Ждан на такое обращение не обиделся, но слегка насторожился. Совпадение ли, что первый попавшийся купец внезапно захотел с ним поговорить? Кидаться к выходу он. Конечно, не стал, захотят так и без всякого окрика подстерегут, а если позвали, так моно и поговорить.
Он без особой спешки подошёл к столу и поприветствовал обоих купцов.
— Присядь, выпей с нами, — пригласил подозвавший его купец — поджарый, несмотря на возраст, крепкий, с обветренным лицом бывалого путешественника и выгоревшими на солнце волосами и бородой.
— Чем обязан, уважаемые? — спросил Ждан, устравиваясь на лавке.
— Меня зовут Батура из Пригорья, а это мой друг из самого стольного Богорада, Веш.
Ждан назвался Уйкой. Не хватало ещё, чтобы его имя тут прозвучало. Он сейчас должен быть как раз в Пригорье, а не по лесам шататься, да с заезжими купцами разговоры вести.
— Ты ведь из Хорони? — спросил Беш, наливая себе пива из кувшина.
— Оттуда, — кивнул Ждан.
— И как там у вас? Спокойно?
Этот вопрос ещё больше насторожил Ждана, но он вида не подал и неспешно кивнул.
— Пока самосветный камень горит, вам бояться нечего.
— А вот, как бы не так, — откликнулся купец из Бограда. — Ты там в своей крепости видно, новостей не слышал.
— Я последнюю седмицу всё больше по лесу ходил, охотился, — пожал плечами десятник. — Мог и пропустить новости. А что стряслось?
— А то и стряслось, что в стольном Богораде мятеж подняли, — отозвался Беш. — Государь убит, а убийца его, волхв Твёрд Радимилович, ушёл от погони и теперь шастает по всему Великосветью, сея смуту.
Ждану как будто мешок репы на голову свалился. Наверное, если бы сейчас в трактир вошёл волкодлак и попросил попить квасу, он бы удивился меньше.
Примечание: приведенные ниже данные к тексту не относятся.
//! synctime CLI — forced-align text fragments to narrated audio.
//!
//! Thin driver over `synctime_core::align`: discovers pre-computed MFCC
//! feature files in a text/audio directory pair (§6 external collaborator
//! contracts — synthesis and feature extraction happen upstream of this
//! tool), runs the alignment core, and renders the resulting sync map as
//! SMIL or JSON.

use std::path::PathBuf;

use anyhow::{bail, Context, Result};
use clap::Parser;

use synctime_core::{align, DEFAULT_RADIUS, DEFAULT_SKIP_PENALTY};

mod json_source;
mod output;

use json_source::{discover_audio_sources, discover_text_sources};
use output::{OutputFormat, TimeFormat};

#[derive(Parser, Debug)]
#[command(
    name = "synctime",
    about = "Cross-boundary forced alignment of text fragments to narrated audio",
    version
)]
struct Cli {
    /// Directory of pre-synthesized text feature files (one JSON per text document)
    #[arg(long)]
    text_dir: PathBuf,

    /// Directory of audio feature files (one JSON per recording)
    #[arg(long)]
    audio_dir: PathBuf,

    /// Directory the sync map output is written to
    #[arg(long, default_value = "./synctime-output")]
    output_dir: PathBuf,

    /// Per-frame skip penalty (unitless, MFCC-scale dependent — re-run with
    /// a different value if alignment fails, per §7's retry guidance)
    #[arg(long, default_value_t = DEFAULT_SKIP_PENALTY)]
    skip_penalty: f64,

    /// FastDTW-BD corridor radius
    #[arg(long, default_value_t = DEFAULT_RADIUS)]
    radius: u32,

    /// Output format
    #[arg(long, default_value = "smil", value_parser = ["smil", "json"])]
    format: String,

    /// Render times as fractional-second durations instead of H:MM:SS.mmm
    #[arg(long, default_value_t = false)]
    times_as_duration: bool,

    /// Prefix prepended to text file names written into the sync map
    #[arg(long, default_value = "")]
    sync_map_text_path_prefix: String,

    /// Prefix prepended to audio file names written into the sync map
    #[arg(long, default_value = "")]
    sync_map_audio_path_prefix: String,

    /// Show debug-level logging
    #[arg(short, long, default_value_t = false)]
    verbose: bool,
}

fn main() {
    let cli = Cli::parse();

    let log_level = if cli.verbose { "debug" } else { "info" };
    env_logger::Builder::from_env(env_logger::Env::default().default_filter_or(log_level))
        .format_timestamp(None)
        .init();

    if let Err(e) = run(cli) {
        log::error!("{:#}", e);
        std::process::exit(1);
    }
}

fn run(cli: Cli) -> Result<()> {
    if !cli.text_dir.is_dir() {
        bail!("text directory not found: {}", cli.text_dir.display());
    }
    if !cli.audio_dir.is_dir() {
        bail!("audio directory not found: {}", cli.audio_dir.display());
    }
    std::fs::create_dir_all(&cli.output_dir)
        .with_context(|| format!("creating output directory {}", cli.output_dir.display()))?;

    let format = match cli.format.as_str() {
        "smil" => OutputFormat::Smil,
        "json" => OutputFormat::Json,
        other => bail!("unknown output format: {other}"),
    };
    let time_format = if cli.times_as_duration {
        TimeFormat::Duration
    } else {
        TimeFormat::HmsMillis
    };

    // Scratch directory for the lifetime of this alignment call (§5); no
    // loader here stages derived files into it yet, but the lifecycle
    // contract — created before the controller loop, removed on every exit
    // path — is established now so a future transcoding loader has
    // somewhere to write without touching this function's error handling.
    let scratch = synctime_core::scratch::ScratchDir::new()?;
    log::debug!("scratch directory: {}", scratch.path().display());

    let text_sources = discover_text_sources(&cli.text_dir, &cli.sync_map_text_path_prefix)
        .context("discovering text sources")?;
    let audio_sources = discover_audio_sources(&cli.audio_dir, &cli.sync_map_audio_path_prefix)
        .context("discovering audio sources")?;

    if text_sources.is_empty() {
        bail!("no *.json text feature files found in {}", cli.text_dir.display());
    }
    if audio_sources.is_empty() {
        bail!("no *.json audio feature files found in {}", cli.audio_dir.display());
    }

    log::info!(
        "aligning {} text document(s) against {} audio recording(s)",
        text_sources.len(),
        audio_sources.len()
    );

    let sync_map = align(text_sources, audio_sources, cli.skip_penalty, cli.radius)
        .context("alignment failed")?;

    if sync_map.is_empty() {
        bail!(
            "no alignment found between any text/audio pair; try adjusting \
             --skip-penalty (currently {}) or check your inputs",
            cli.skip_penalty
        );
    }

    output::write_sync_map(&sync_map, &cli.output_dir, format, time_format)?;

    println!(
        "Wrote sync map for {} text file(s) to {}",
        sync_map.files.len(),
        cli.output_dir.display()
    );

    Ok(())
}
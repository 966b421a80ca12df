//! Sync map: the top-level alignment result (§3).
//!
//! Modeled as an ordered list of text files, each holding an ordered list of
//! fragment timings, rather than a `HashMap` keyed by fragment id — a plain
//! `HashMap` would let iteration order scramble the fragment order the
//! controller produced them in, and preserving that order is invariant 4
//! (§8).

use serde::{Deserialize, Serialize};

/// The audio interval a single text fragment was aligned to.
#[derive(Debug, Clone, PartialEq, Serialize, Deserialize)]
pub struct FragmentTiming {
    pub fragment_id: String,
    pub audio_file: String,
    pub begin_time: f64,
    pub end_time: f64,
}

impl FragmentTiming {
    /// `begin_time <= end_time` always holds for timings produced by the
    /// projector (§3 invariants); this is the check used to assert it.
    pub fn is_well_formed(&self) -> bool {
        self.begin_time <= self.end_time
    }
}

/// Fragment timings for one text document, in input fragment order.
#[derive(Debug, Clone, Default, PartialEq, Serialize, Deserialize)]
pub struct TextFileTimings {
    pub text_file: String,
    pub fragments: Vec<FragmentTiming>,
}

/// `text_file -> fragment_id -> {audio_file, begin_time, end_time}` (§3),
/// realized as ordered vectors so both levels of ordering survive
/// serialization.
#[derive(Debug, Clone, Default, PartialEq, Serialize, Deserialize)]
pub struct SyncMap {
    pub files: Vec<TextFileTimings>,
}

impl SyncMap {
    pub fn new() -> Self {
        Self::default()
    }

    /// True if there is no fragment timing anywhere in the map — the
    /// "no alignment found" condition (§4.2, §7).
    pub fn is_empty(&self) -> bool {
        self.files.iter().all(|f| f.fragments.is_empty())
    }

    /// Append a fragment timing under `text_file`, creating the entry if
    /// this is the first fragment seen for it.
    pub fn push_fragment(&mut self, text_file: &str, timing: FragmentTiming) {
        if let Some(entry) = self.files.iter_mut().find(|f| f.text_file == text_file) {
            entry.fragments.push(timing);
        } else {
            self.files.push(TextFileTimings {
                text_file: text_file.to_string(),
                fragments: vec![timing],
            });
        }
    }

    pub fn get(&self, text_file: &str, fragment_id: &str) -> Option<&FragmentTiming> {
        self.files
            .iter()
            .find(|f| f.text_file == text_file)?
            .fragments
            .iter()
            .find(|t| t.fragment_id == fragment_id)
    }
}
//! On-disk JSON loader for pre-computed MFCC features (§6 external
//! collaborator contracts).
//!
//! TTS synthesis, MFCC extraction, and transcoding are external to the
//! core by design — this module is the thin adapter that turns whatever
//! those upstream tools wrote to disk into the `MfccMatrix` /
//! `AnchoredFragments` values `synctime_core` consumes. Swapping in a
//! different feature pipeline means writing a different loader, not
//! touching the core.

use std::fs;
use std::path::{Path, PathBuf};

use anyhow::{Context, Result};
use serde::Deserialize;

use synctime_core::{AlignError, AnchoredFragments, AudioSource, MfccMatrix, TextSource};

/// Row-major MFCC payload as written by the feature-extraction side
/// channel: `data.len() == frames * coeffs`, frame `i`'s coefficients at
/// `data[i*coeffs .. (i+1)*coeffs]`.
#[derive(Deserialize)]
struct MfccJson {
    coeffs: usize,
    data: Vec<f32>,
}

impl MfccJson {
    fn into_matrix(self) -> synctime_core::Result<MfccMatrix> {
        let frames = if self.coeffs == 0 {
            0
        } else {
            self.data.len() / self.coeffs
        };
        MfccMatrix::new(self.data, frames, self.coeffs)
    }
}

#[derive(Deserialize)]
struct TextFeatureJson {
    mfcc: MfccJson,
    anchors: Vec<u32>,
    fragments: Vec<String>,
}

#[derive(Deserialize)]
struct AudioFeatureJson {
    mfcc: MfccJson,
}

/// A [`TextSource`] backed by one `*.json` feature file.
pub struct JsonTextSource {
    name: String,
    path: PathBuf,
}

impl TextSource for JsonTextSource {
    fn name(&self) -> String {
        self.name.clone()
    }

    fn load(&self) -> synctime_core::Result<(MfccMatrix, AnchoredFragments)> {
        let parsed: TextFeatureJson = read_json(&self.path)?;
        let matrix = parsed.mfcc.into_matrix()?;
        let anchored = AnchoredFragments::new(parsed.anchors, parsed.fragments)?;
        Ok((matrix, anchored))
    }
}

/// An [`AudioSource`] backed by one `*.json` feature file.
pub struct JsonAudioSource {
    name: String,
    path: PathBuf,
}

impl AudioSource for JsonAudioSource {
    fn name(&self) -> String {
        self.name.clone()
    }

    fn load(&self) -> synctime_core::Result<MfccMatrix> {
        let parsed: AudioFeatureJson = read_json(&self.path)?;
        parsed.mfcc.into_matrix()
    }
}

fn read_json<T: for<'de> Deserialize<'de>>(path: &Path) -> synctime_core::Result<T> {
    let raw = fs::read_to_string(path).map_err(|e| AlignError::Resource {
        path: path.to_path_buf(),
        reason: e.to_string(),
    })?;
    serde_json::from_str(&raw).map_err(|e| AlignError::Resource {
        path: path.to_path_buf(),
        reason: format!("malformed feature JSON: {e}"),
    })
}

/// List `*.json` files in `dir` as [`JsonTextSource`]s, sorted by filename —
/// mirrors `original_source`'s `sorted(os.listdir(text_dir))` stream order
/// (§9, "iterator-based file streams").
pub fn discover_text_sources(dir: &Path, prefix: &str) -> Result<Vec<Box<dyn TextSource>>> {
    Ok(list_json_files(dir)?
        .into_iter()
        .map(|path| {
            let name = prefixed_name(&path, prefix);
            Box::new(JsonTextSource { name, path }) as Box<dyn TextSource>
        })
        .collect())
}

/// List `*.json` files in `dir` as [`JsonAudioSource`]s, sorted by filename.
pub fn discover_audio_sources(dir: &Path, prefix: &str) -> Result<Vec<Box<dyn AudioSource>>> {
    Ok(list_json_files(dir)?
        .into_iter()
        .map(|path| {
            let name = prefixed_name(&path, prefix);
            Box::new(JsonAudioSource { name, path }) as Box<dyn AudioSource>
        })
        .collect())
}

fn list_json_files(dir: &Path) -> Result<Vec<PathBuf>> {
    let mut paths = Vec::new();
    for entry in fs::read_dir(dir).with_context(|| format!("reading directory {}", dir.display()))? {
        let path = entry?.path();
        if path.extension().map(|e| e == "json").unwrap_or(false) {
            paths.push(path);
        }
    }
    paths.sort();
    Ok(paths)
}

fn prefixed_name(path: &Path, prefix: &str) -> String {
    let stem = path
        .file_name()
        .map(|n| n.to_string_lossy().to_string())
        .unwrap_or_default();
    if prefix.is_empty() {
        stem
    } else {
        format!("{prefix}/{stem}")
    }
}
//! Scratch directory handling for file-based `TextSource`/`AudioSource`
//! loaders (§5 supplement).
//!
//! `original_source/` creates a single `tmp_dir` around the whole
//! `build_sync_map` call and `shutil.rmtree`'s it unconditionally on the way
//! out. A `Drop` guard is the Rust equivalent that still fires on an early
//! `?` return, which `glottisdale`'s `names::create_run_dir` callers get for
//! free by only ever being invoked from a `main.rs` runner wrapped in
//! `anyhow::Result` — the core here has no such wrapper, so it owns the
//! guard itself.

use std::path::Path;

use tempfile::TempDir;

use crate::error::{AlignError, Result};

/// An RAII-guarded scratch directory. Removed on `Drop`, including on
/// unwind from an early return inside the controller loop.
pub struct ScratchDir {
    dir: TempDir,
}

impl ScratchDir {
    /// Create a fresh scratch directory under the system temp root.
    pub fn new() -> Result<Self> {
        let dir = TempDir::new().map_err(|e| AlignError::Resource {
            path: std::env::temp_dir(),
            reason: e.to_string(),
        })?;
        log::debug!("created scratch directory at {}", dir.path().display());
        Ok(Self { dir })
    }

    pub fn path(&self) -> &Path {
        self.dir.path()
    }
}

#[cfg(test)]
mod tests {
    use super::*;

    #[test]
    fn scratch_dir_exists_while_held() {
        let scratch = ScratchDir::new().unwrap();
        assert!(scratch.path().is_dir());
    }

    #[test]
    fn scratch_dir_is_removed_on_drop() {
        let path = {
            let scratch = ScratchDir::new().unwrap();
            scratch.path().to_path_buf()
        };
        assert!(!path.exists());
    }
}
//! MFCC matrix: a dense, row-major, owned frame buffer plus shape metadata.
//!
//! Frame duration is fixed at [`FRAME_DURATION_S`] seconds (§3 of the spec).
//! The inner dimension (coefficients) is always contiguous so a single frame
//! is one contiguous slice — this is what the cost kernel (`dtw::kernel`)
//! relies on.

use crate::error::{AlignError, Result};

/// Fixed frame period, in seconds, that every MFCC matrix in this system is
/// sampled at.
pub const FRAME_DURATION_S: f64 = 0.040;

/// A dense `frames x coeffs` matrix of 32-bit MFCC features.
#[derive(Debug, Clone, PartialEq)]
pub struct MfccMatrix {
    data: Vec<f32>,
    frames: usize,
    coeffs: usize,
}

impl MfccMatrix {
    /// Build a matrix from a flat row-major buffer.
    ///
    /// Returns [`AlignError::EmptyInput`] if `coeffs` is 0, and
    /// [`AlignError::ShapeMismatch`] if `data.len() != frames * coeffs` — an
    /// input-shape error per §7, not a resource error, so unlike
    /// [`AlignError::Resource`] it carries no path.
    pub fn new(data: Vec<f32>, frames: usize, coeffs: usize) -> Result<Self> {
        if coeffs == 0 {
            return Err(AlignError::EmptyInput("mfcc coefficient count"));
        }
        if data.len() != frames * coeffs {
            return Err(AlignError::ShapeMismatch {
                frames,
                coeffs,
                data_len: data.len(),
            });
        }
        Ok(Self {
            data,
            frames,
            coeffs,
        })
    }

    pub fn frames(&self) -> usize {
        self.frames
    }

    pub fn coeffs(&self) -> usize {
        self.coeffs
    }

    pub fn is_empty(&self) -> bool {
        self.frames == 0
    }

    /// Borrow frame `i` as a contiguous slice of `coeffs` values.
    pub fn frame(&self, i: usize) -> &[f32] {
        let start = i * self.coeffs;
        &self.data[start..start + self.coeffs]
    }

    /// Return a new matrix containing frames `[start, end)`.
    ///
    /// Always a compacting copy: once a tail has been sliced off the front,
    /// the remaining buffer can no longer share storage with the original
    /// without retaining the whole allocation, so we copy to keep the
    /// invariant that a retained tail is itself contiguous from frame 0.
    pub fn slice_from(&self, start: usize) -> Self {
        let start = start.min(self.frames);
        Self {
            data: self.data[start * self.coeffs..].to_vec(),
            frames: self.frames - start,
            coeffs: self.coeffs,
        }
    }

    /// Raw row-major buffer, for callers that need direct access (e.g. the
    /// downsampling step in `dtw::fastdtw`).
    pub fn raw(&self) -> &[f32] {
        &self.data
    }
}

#[cfg(test)]
mod tests {
    use super::*;

    #[test]
    fn construction_rejects_shape_mismatch() {
        assert!(MfccMatrix::new(vec![0.0; 10], 3, 4).is_err());
    }

    #[test]
    fn construction_rejects_zero_coeffs() {
        assert!(MfccMatrix::new(vec![], 0, 0).is_err());
    }

    #[test]
    fn frame_returns_contiguous_row() {
        let m = MfccMatrix::new(vec![1.0, 2.0, 3.0, 4.0, 5.0, 6.0], 2, 3).unwrap();
        assert_eq!(m.frame(0), &[1.0, 2.0, 3.0]);
        assert_eq!(m.frame(1), &[4.0, 5.0, 6.0]);
    }

    #[test]
    fn slice_from_drops_leading_frames() {
        let m = MfccMatrix::new((0..12).map(|v| v as f32).collect(), 4, 3).unwrap();
        let tail = m.slice_from(2);
        assert_eq!(tail.frames(), 2);
        assert_eq!(tail.frame(0), &[6.0, 7.0, 8.0]);
    }

    #[test]
    fn slice_from_past_end_is_empty() {
        let m = MfccMatrix::new(vec![0.0; 6], 2, 3).unwrap();
        let tail = m.slice_from(50);
        assert!(tail.is_empty());
    }
}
— Вот! — заметив выражение лица десятника, чуть не подпрыгнул на лавке Батура. — Видишь, как служивый удивился! И я ему говорю, что не может такого быть?
— Чего? — хрипло спросил Ждан.
— А ничего не может. Волхв Твёрд уж сколько лет в Веже сидит и Государю верно служит, не мог он навредить. А сам Государь, нет ну ты бы Беш, пораскинул бы умом. У него одной стражи небось сотня наберётся.
— Да, что стража сделает против волшбы?
— А я другое слышал, — не собирался сдаваться Батура. — Говорят, будто бы Твёрд как раз Государя из рук мятежников спас. Перебил молниями да огнём всех лиходеев, да увёз батюшку нашего Чеслава Туровича куда подальше.
— Врут, — отрезал Беш. — Я сам видел…
— Что ты видел? Государя убитого? — Батура понизил голос потому, что на них уже начали оглядываться местные.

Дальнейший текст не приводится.